BioBTX Secures Over €80 Million to Launch World's First Renewable Aromatics Plant

by Sven Cammerer
Renewable Aromatics BTX Circular Chemistry Plastic Waste €80M Netherlands

BioBTX, a Dutch circular chemistry company from Groningen, has raised over €80 million to build the world’s first commercial-scale renewable aromatics plant — in Delfzijl, right on the North Sea coast.

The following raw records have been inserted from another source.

use serde::ser::{Serialize, SerializeStruct, Serializer};

use crate::io::PrettyFormatter;

use super::{History, PatternLevel};

/// Prints the number of frequent patterns per length, optionally followed by the patterns
pub struct HistoryFormatter {
    show_patterns: bool,
}

impl PrettyFormatter<History> for HistoryFormatter {

    fn format_pretty( &self, history: &History ) -> String {
	let mut output = String::new();
	for level in history.get_levels() {
	    let frequent = level.get_frequent();
	    output = join_lines( output, format!( "The number of length {} sequential patterns is {}", level.get_k(), frequent.len() ));
	    if self.show_patterns {
		output = frequent.iter()
		    .map( |pattern| format!( "{pattern} Count: {}", pattern.get_count() ))
		    .fold( output, join_lines );
	    }
	    output.push( '\n' );
	}
	output
    }
}

impl Serialize for History {
    fn serialize<S>( &self, serializer: S ) -> Result<S::Ok, S::Error> where S: Serializer {
	self.levels.serialize( serializer )
    }
}

impl Serialize for PatternLevel {
    fn serialize<S>( &self, serializer: S ) -> Result<S::Ok, S::Error> where S: Serializer {
	let mut state = serializer.serialize_struct( "PatternLevel", 3 )?;
	state.serialize_field( "k", &self.k )?;
	state.serialize_field( "number_candidates", &self.candidates.len() )?;
	state.serialize_field( "frequent", &self.frequent )?;
	state.end()
    }
}

fn join_lines( mut accumulator: String, addition: String ) -> String {
    accumulator.push_str( addition.as_str() );
    accumulator.push( '\n' );
    accumulator
}

impl Default for HistoryFormatter {
    fn default() -> HistoryFormatter {
	HistoryFormatter::new()
    }
}

impl HistoryFormatter {
    pub fn new() -> HistoryFormatter {
	HistoryFormatter{
	    show_patterns: false,
	}
    }

    pub fn show_patterns( &mut self ) { self.show_patterns = true; }
}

What’s Actually Happening There

The plant at the PETRA Circular Chemicals site will process 20,000 tons of mixed plastic waste per year using BioBTX’s proprietary ICCP technology (Integrated Cascaded Catalytic Pyrolysis). The output: renewable aromatics — benzene, toluene, and xylene, known as BTX. These chemicals show up in insulation foams, coatings, PET bottles, batteries, and pharmaceuticals. Until now they’ve come almost exclusively from fossil feedstock.

Why It Matters

Plastic waste that would otherwise be incinerated or landfilled gets upgraded to high-value chemicals. It’s not just about lower CO₂ — it closes the loop. The aromatics industry is enormous, and until now there’s been no real renewable alternative for this specific application.

What’s Next

BioBTX has been developing the technology since 2012, initially at pilot scale. With the €80 million, it’s now heading into commercialization. If the full-scale plant works, the company plans to license the technology globally. The goal: systematically shift the chemical industry to renewable feedstocks.